SUR LES TRACES DE DIEU AVEC RAMAKRISHNA : L’IMPERSONNALITE DE DIEU

2 Apr 2019 SUR LES TRACES DE DIEU AVEC RAMAKRISHNA : L’IMPERSONNALITE DE DIEU
Posted by Author Ami Bouganim

L’hindouisme tente de débrouiller l’écheveau théologique où s’emmêlent les rapports entre les divinités et leurs représentations. On n’avance vers le Dieu suprême qu’en se délestant de ces dernières qui seraient autant de marches dans une hélice désordonnée qui donnerait accès à Brahman, à la fois transcendant et immanent. Brahman est partout, dans le ciel et la terre, les océans et les continents, les cœurs et les cerveaux, les bêtes les végétaux, les statues et les icones. Une sur-divinité plastique dénuée de toute forme et revêtant toutes les formes ; privée de tout attribut et se prêtant à tous les attributs. Brahman est dans le Sans-Forme auquel on accède à partir de Formes de plus en plus extatiques : « Celui qui est le Brahman avec attributs est aussi le Brahman au-delà des attributs[1]. » Brahman est absolu et inconditionnel, irreprésentable, ineffable, impensable, inconcevable, immuable, inaltérable… : « Son nom est Intelligence. Sa demeure est Intelligence et Lui, le Seigneur, est tout Intelligence[2]. » C’est d’une certaine manière le Tao chinois ou la substance spinoziste, « océan immense, sans bornes et sans limites, dans lequel nous ne pouvons que nous débattre et nous enfoncer ».[3]

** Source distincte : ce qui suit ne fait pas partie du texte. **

//! WASM bindings for the Cyanea feature-extraction crates.
//!
//! This crate provides in-memory, JSON-based wrappers around
//! `cyanea-featurize`, designed for environments where a native extension
//! is unavailable (browsers, sandboxed workers). Every public function
//! accepts simple types (`&str`) and returns a JSON `String`:
//!
//! - Success: `{"ok": <value>}`
//! - Failure: `{"error": "<message>"}`
//!
//! `#[wasm_bindgen]` annotations are only applied with the `wasm` feature.
//!
//! # Modules
//!
//! - [`featurize`] — classical protein encodings
//!
//! # Example
//!
//! ```
//! let json = cyanea_wasm::encode_sequence("AAC", "bow");
//! let v: serde_json::Value = serde_json::from_str(&json).unwrap();
//! assert_eq!(v["ok"][0], 2.0);
//! ```

pub mod error;
pub mod featurize;

pub use featurize::*;
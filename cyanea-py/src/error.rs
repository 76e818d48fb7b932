//! Map `CyaneaError` variants to Python exceptions.

use cyanea_core::CyaneaError;
use pyo3::exceptions::PyValueError;
use pyo3::PyErr;

/// Extension trait for converting `Result<T, CyaneaError>` into `PyResult<T>`.
pub trait IntoPyResult<T> {
    fn into_pyresult(self) -> pyo3::PyResult<T>;
}

impl<T> IntoPyResult<T> for Result<T, CyaneaError> {
    fn into_pyresult(self) -> pyo3::PyResult<T> {
        self.map_err(to_pyerr)
    }
}

// Both variants describe bad caller input.
fn to_pyerr(e: CyaneaError) -> PyErr {
    match e {
        CyaneaError::UnknownResidue { .. } | CyaneaError::InvalidInput(_) => {
            PyValueError::new_err(e.to_string())
        }
    }
}
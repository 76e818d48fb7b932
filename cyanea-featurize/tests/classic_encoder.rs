use cyanea_core::{CyaneaError, Summarizable};
use cyanea_featurize::{ClassicEncoder, EncoderConfig, EncodingScheme, DEFAULT_LENGTH};

// Signal peptide of human serum albumin.
const ALB_SIGNAL: &str = "MKWVTFISLLFLFSSAYS";

#[test]
fn all_schemes_have_documented_lengths() {
    let enc = ClassicEncoder::new().unwrap();
    let n = ALB_SIGNAL.len();
    let lengths: Vec<usize> = EncodingScheme::ALL
        .iter()
        .map(|&s| enc.encode(s, ALB_SIGNAL).unwrap().len())
        .collect();
    assert_eq!(
        lengths,
        vec![DEFAULT_LENGTH, DEFAULT_LENGTH, 20 * n, 20, DEFAULT_LENGTH, 20]
    );
}

#[test]
fn bag_of_words_of_signal_peptide() {
    let enc = ClassicEncoder::new().unwrap();
    let bow = enc.bag_of_words(ALB_SIGNAL).unwrap();
    let vocab = enc.bow_vocabulary();
    let count = |r: u8| bow[vocab.get(&[r]).unwrap()];
    assert_eq!(count(b'S'), 4.0);
    assert_eq!(count(b'L'), 3.0);
    assert_eq!(count(b'F'), 3.0);
    assert_eq!(count(b'C'), 0.0);
}

#[test]
fn vocabularies_follow_alphabet_order() {
    let enc = ClassicEncoder::new().unwrap();
    let symbols = enc.alphabet().symbols();
    for vocab in [
        enc.bow_vocabulary(),
        enc.tfidf_vocabulary(),
        enc.ngram_vocabulary(),
    ] {
        let terms: Vec<u8> = vocab.terms().map(|t| t[0]).collect();
        assert_eq!(terms, symbols);
    }
}

#[test]
fn unknown_residue_reports_position() {
    let enc = ClassicEncoder::new().unwrap();
    let err = enc.tfidf("MKWV*").unwrap_err();
    assert_eq!(
        err,
        CyaneaError::UnknownResidue {
            residue: '*',
            position: 4
        }
    );
    assert_eq!(err.to_string(), "unknown residue '*' at position 4");
}

#[test]
fn shared_across_threads() {
    let enc = std::sync::Arc::new(ClassicEncoder::new().unwrap());
    let expected = enc.one_hot(ALB_SIGNAL).unwrap();
    let handles: Vec<_> = (0..4)
        .map(|_| {
            let enc = std::sync::Arc::clone(&enc);
            std::thread::spawn(move || enc.one_hot(ALB_SIGNAL).unwrap())
        })
        .collect();
    for h in handles {
        assert_eq!(h.join().unwrap(), expected);
    }
}

#[test]
fn summary_mentions_vocabularies() {
    let enc = ClassicEncoder::with_config(EncoderConfig::default()).unwrap();
    assert!(enc.summary().contains("ngram=20 terms"));
}

#[cfg(feature = "serde")]
#[test]
fn config_from_partial_json() {
    let config: EncoderConfig = serde_json::from_str(r#"{"label_length": null}"#).unwrap();
    assert_eq!(config.one_hot_length, Some(DEFAULT_LENGTH));
    assert_eq!(config.label_length, None);
    let scheme: EncodingScheme = serde_json::from_str(r#""bag_of_words""#).unwrap();
    assert_eq!(scheme, EncodingScheme::BagOfWords);
}
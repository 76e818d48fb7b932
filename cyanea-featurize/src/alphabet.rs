//! Residue alphabets with constant-time symbol lookup.

use cyanea_core::{CyaneaError, Result};

const PROTEIN_SYMBOLS: &[u8] = b"ACDEFGHIKLMNPQRSTVWY";

/// Sentinel for bytes that are not part of the alphabet.
const ABSENT: u8 = u8::MAX;

/// An ordered set of residue symbols.
///
/// Symbol order is significant: a residue's position in the alphabet is its
/// label and its one-hot column. Lookups are exact: only the uppercase
/// symbols are members. The byte index table is built once when the
/// alphabet is created.
#[derive(Clone)]
pub struct Alphabet {
    symbols: Vec<u8>,
    index: [u8; 256],
}

impl Alphabet {
    /// The 20 standard amino acids, `ACDEFGHIKLMNPQRSTVWY`.
    pub fn protein() -> Self {
        Self::build(PROTEIN_SYMBOLS.to_vec())
    }

    /// Create an alphabet from an ordered list of symbols.
    ///
    /// Symbols are uppercased. Fails if the list is empty, longer than 255,
    /// contains a non-graphic ASCII byte, or repeats a symbol.
    pub fn new(symbols: &[u8]) -> Result<Self> {
        if symbols.is_empty() {
            return Err(CyaneaError::InvalidInput("alphabet is empty".into()));
        }
        if symbols.len() >= ABSENT as usize {
            return Err(CyaneaError::InvalidInput(format!(
                "alphabet has {} symbols, at most {} are supported",
                symbols.len(),
                ABSENT as usize - 1
            )));
        }
        let mut upper = Vec::with_capacity(symbols.len());
        for &b in symbols {
            if !b.is_ascii_graphic() {
                return Err(CyaneaError::InvalidInput(format!(
                    "alphabet symbol {:?} is not a printable ASCII character",
                    b as char
                )));
            }
            let u = b.to_ascii_uppercase();
            if upper.contains(&u) {
                return Err(CyaneaError::InvalidInput(format!(
                    "alphabet symbol '{}' appears more than once",
                    u as char
                )));
            }
            upper.push(u);
        }
        Ok(Self::build(upper))
    }

    fn build(symbols: Vec<u8>) -> Self {
        let mut index = [ABSENT; 256];
        for (i, &s) in symbols.iter().enumerate() {
            index[s as usize] = i as u8;
        }
        Self { symbols, index }
    }

    /// The ordered symbols of this alphabet (uppercase).
    pub fn symbols(&self) -> &[u8] {
        &self.symbols
    }

    /// The number of symbols in this alphabet.
    pub fn size(&self) -> usize {
        self.symbols.len()
    }

    /// Position of `b` in the alphabet.
    #[inline]
    pub fn index_of(&self, b: u8) -> Option<usize> {
        match self.index[b as usize] {
            ABSENT => None,
            i => Some(i as usize),
        }
    }

    /// Whether `b` belongs to the alphabet.
    pub fn contains(&self, b: u8) -> bool {
        self.index_of(b).is_some()
    }

    /// Map every residue of `seq` to its alphabet index.
    ///
    /// # Errors
    ///
    /// Returns [`CyaneaError::UnknownResidue`] for the first byte that is not
    /// in the alphabet, with its zero-based position.
    pub fn residue_indices(&self, seq: &[u8]) -> Result<Vec<usize>> {
        seq.iter()
            .enumerate()
            .map(|(position, &b)| {
                self.index_of(b).ok_or_else(|| unknown_residue(seq, position))
            })
            .collect()
    }

    /// Check that every byte of `seq` belongs to the alphabet.
    pub fn validate(&self, seq: &[u8]) -> Result<()> {
        match seq.iter().position(|&b| !self.contains(b)) {
            Some(position) => Err(unknown_residue(seq, position)),
            None => Ok(()),
        }
    }

    /// Like [`validate`](Self::validate), but lowercase symbols also pass.
    ///
    /// The error reports the residue as it appears in `seq`.
    pub fn validate_ignore_case(&self, seq: &[u8]) -> Result<()> {
        match seq
            .iter()
            .position(|&b| !self.contains(b.to_ascii_uppercase()))
        {
            Some(position) => Err(unknown_residue(seq, position)),
            None => Ok(()),
        }
    }
}

/// Every byte before `position` is an ASCII residue, so `position` starts a
/// character whenever the input is UTF-8.
fn unknown_residue(seq: &[u8], position: usize) -> CyaneaError {
    let residue = String::from_utf8_lossy(&seq[position..seq.len().min(position + 4)])
        .chars()
        .next()
        .unwrap_or(char::REPLACEMENT_CHARACTER);
    CyaneaError::UnknownResidue { residue, position }
}

impl std::fmt::Debug for Alphabet {
    fn fmt(&self, f: &mut std::fmt::Formatter<'_>) -> std::fmt::Result {
        f.debug_struct("Alphabet")
            .field("symbols", &String::from_utf8_lossy(&self.symbols))
            .finish()
    }
}

impl PartialEq for Alphabet {
    fn eq(&self, other: &Self) -> bool {
        self.symbols == other.symbols
    }
}

impl Eq for Alphabet {}

impl Default for Alphabet {
    fn default() -> Self {
        Self::protein()
    }
}
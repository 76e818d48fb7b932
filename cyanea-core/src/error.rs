//! Structured error types for the Cyanea ecosystem.

use thiserror::Error;

/// Unified error type for all Cyanea operations.
#[derive(Debug, Clone, PartialEq, Eq, Error)]
pub enum CyaneaError {
    /// A sequence contains a byte outside the encoder's alphabet.
    #[error("unknown residue '{}' at position {position}", .residue.escape_default())]
    UnknownResidue {
        /// The offending character, as it appeared in the input.
        residue: char,
        /// Zero-based position of the residue in the sequence.
        position: usize,
    },

    /// Invalid input (bad arguments, out-of-range values)
    #[error("invalid input: {0}")]
    InvalidInput(String),
}

/// Convenience alias used throughout the Cyanea ecosystem.
pub type Result<T> = std::result::Result<T, CyaneaError>;
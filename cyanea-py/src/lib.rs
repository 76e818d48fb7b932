//! Python bindings for the Cyanea feature-extraction crates.
//!
//! Submodules:
//!
//! - `cyanea.featurize` — `ClassicEncoder` with one-hot, label, binary-mask,
//!   bag-of-words, TF-IDF and n-gram encodings of protein sequences

mod error;
mod featurize;

use pyo3::prelude::*;

#[pymodule]
fn cyanea(m: &Bound<'_, PyModule>) -> PyResult<()> {
    featurize::register(m)?;

    // Register submodules in sys.modules so `from cyanea.featurize import ClassicEncoder` works.
    let py = m.py();
    let sys = py.import("sys")?;
    let modules = sys.getattr("modules")?;
    for name in &["cyanea.featurize"] {
        if let Some(short) = name.rsplit('.').next() {
            modules.set_item(name, m.getattr(short)?)?;
        }
    }

    Ok(())
}
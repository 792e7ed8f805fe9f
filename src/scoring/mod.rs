pub mod aggregate;
pub mod config;
pub mod engine;
pub mod normalize;
pub mod ranker;
pub mod strategy;
pub mod tiebreak;
pub mod validation;

pub use aggregate::aggregate_traits;
pub use config::*;
pub use engine::{recommend, score_careers, Recommendation, ScoreRecord};
pub use normalize::normalize;
pub use ranker::{clamp_top_k, rank, TIE_EPSILON};
pub use strategy::{CosineScorer, Scorer, WeightedScorer};
pub use tiebreak::{preference_boost, TIE_BREAK_WEIGHT};
pub use validation::{validate_catalog, validate_inputs, validate_survey, ValidationError};
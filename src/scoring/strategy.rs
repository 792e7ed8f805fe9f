use crate::catalog::TraitWeights;
use crate::survey::TraitVector;

/// Raw compatibility between a person's traits and a career's weights.
///
/// The range depends on the implementation; scores are only comparable
/// between careers scored by the same scorer in the same run.
pub trait Scorer {
    fn score(&self, traits: &TraitVector, weights: &TraitWeights) -> f64;
}

fn dot(traits: &TraitVector, weights: &TraitWeights) -> f64 {
    weights.iter().map(|(t, w)| traits.get(t) * w).sum()
}

/// Sum of trait value times weight over the six traits.
#[derive(Debug, Clone, Copy, Default)]
pub struct WeightedScorer;

impl Scorer for WeightedScorer {
    fn score(&self, traits: &TraitVector, weights: &TraitWeights) -> f64 {
        dot(traits, weights)
    }
}

/// Cosine of the angle between traits and weights, in [-1, 1].
///
/// A zero vector on either side scores 0.
#[derive(Debug, Clone, Copy, Default)]
pub struct CosineScorer;

impl Scorer for CosineScorer {
    fn score(&self, traits: &TraitVector, weights: &TraitWeights) -> f64 {
        let denom = traits.magnitude() * weights.magnitude();
        if denom == 0.0 {
            return 0.0;
        }
        dot(traits, weights) / denom
    }
}

#[cfg(test)]
mod tests {
    use super::*;

    // E, C, O, A, N, M
    fn analyst_weights() -> TraitWeights {
        TraitWeights::from_values([0.05, 0.3, 0.15, 0.05, -0.05, 0.4])
    }

    #[test]
    fn test_weighted_score() {
        let traits = TraitVector::from_values([0.0, 0.8, 0.0, 0.0, 0.0, 1.0]);
        let score = WeightedScorer.score(&traits, &analyst_weights());
        assert!((score - 0.64).abs() < 1e-12);
    }

    #[test]
    fn test_weighted_missing_weights_are_zero() {
        let traits = TraitVector::from_values([1.0; 6]);
        let weights = TraitWeights::from_values([0.5, 0.0, 0.0, 0.0, 0.0, 0.0]);
        assert_eq!(WeightedScorer.score(&traits, &weights), 0.5);
    }

    #[test]
    fn test_cosine_parallel_vectors() {
        let traits = TraitVector::from_values([0.2, 0.4, 0.0, 0.0, 0.0, 0.0]);
        let weights = TraitWeights::from_values([0.1, 0.2, 0.0, 0.0, 0.0, 0.0]);
        assert!((CosineScorer.score(&traits, &weights) - 1.0).abs() < 1e-12);
    }

    #[test]
    fn test_cosine_opposite_vectors() {
        let traits = TraitVector::from_values([0.0, 0.0, 0.0, 0.0, 1.0, 0.0]);
        let weights = TraitWeights::from_values([0.0, 0.0, 0.0, 0.0, -0.3, 0.0]);
        assert!((CosineScorer.score(&traits, &weights) + 1.0).abs() < 1e-12);
    }

    #[test]
    fn test_cosine_zero_weights() {
        let traits = TraitVector::from_values([0.3, 0.9, 0.1, 0.5, 0.5, 0.7]);
        let zero = TraitWeights::default();
        assert_eq!(CosineScorer.score(&traits, &zero), 0.0);
    }

    #[test]
    fn test_cosine_zero_traits() {
        let traits = TraitVector::default();
        assert_eq!(CosineScorer.score(&traits, &analyst_weights()), 0.0);
    }
}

Cette intelligence de la divinité est somme toute cohérente et conséquente, ne s’exposant ni à des démentis ni à des désaveux, ne s’enferrant ni dans des contradictions ni dans des paradoxes, ne se heurtant ni à des aberrations ni à des apories. Elle réunit tous les aspects de la divinité, à la fois statique et plastique, impersonnelle et personnelle, imperturbable et créatrice. On « réalise » la divinité en soi dans et par la mystique et celle-ci réside dans l’excitation de la dévotion par le rite, sexualisé ou non, l’étude, du vaste corpus des écrits sacrés, ou/et la sagesse, populaire ou intellectuelle. On conserve néanmoins une irréductible distance avec elle : « Le bhakta est désireux que son « moi » ne soit pas englouti tout entier dans le samâdhi. Il veut conserver assez d’individualité pour jouir de la Vision divine comme d’une personne. Il voudrait goûter la saveur du sucre au lieu de devenir le sucre lui-même[4]. » On ne persiste du reste à vivre que par curiosité pour le manège de Dieu : « O Râma, dans ma longue vie j’ai bien souvent observé Ton jeu, et c’est pour le voir longtemps que je voudrais continuer à vivre[5]. » En définitive, toutes les religions présument d’un Dieu impersonnel ou débouchent sur lui. Râmakrishna privilégie – autant qu’on arrive à cerner chez lui les grandes lignes d’une doctrine mystique larvaire ou complexe – la réalisation en soi d’un Dieu impersonnel plutôt que personnel (comme dans l’incarnation). Il me semble que dans l'hindouisme, le Dieu impersonnel est postulé au début et non au terme du processus – dévotionnel – comme dans divers courants mystiques au sein du monothéisme.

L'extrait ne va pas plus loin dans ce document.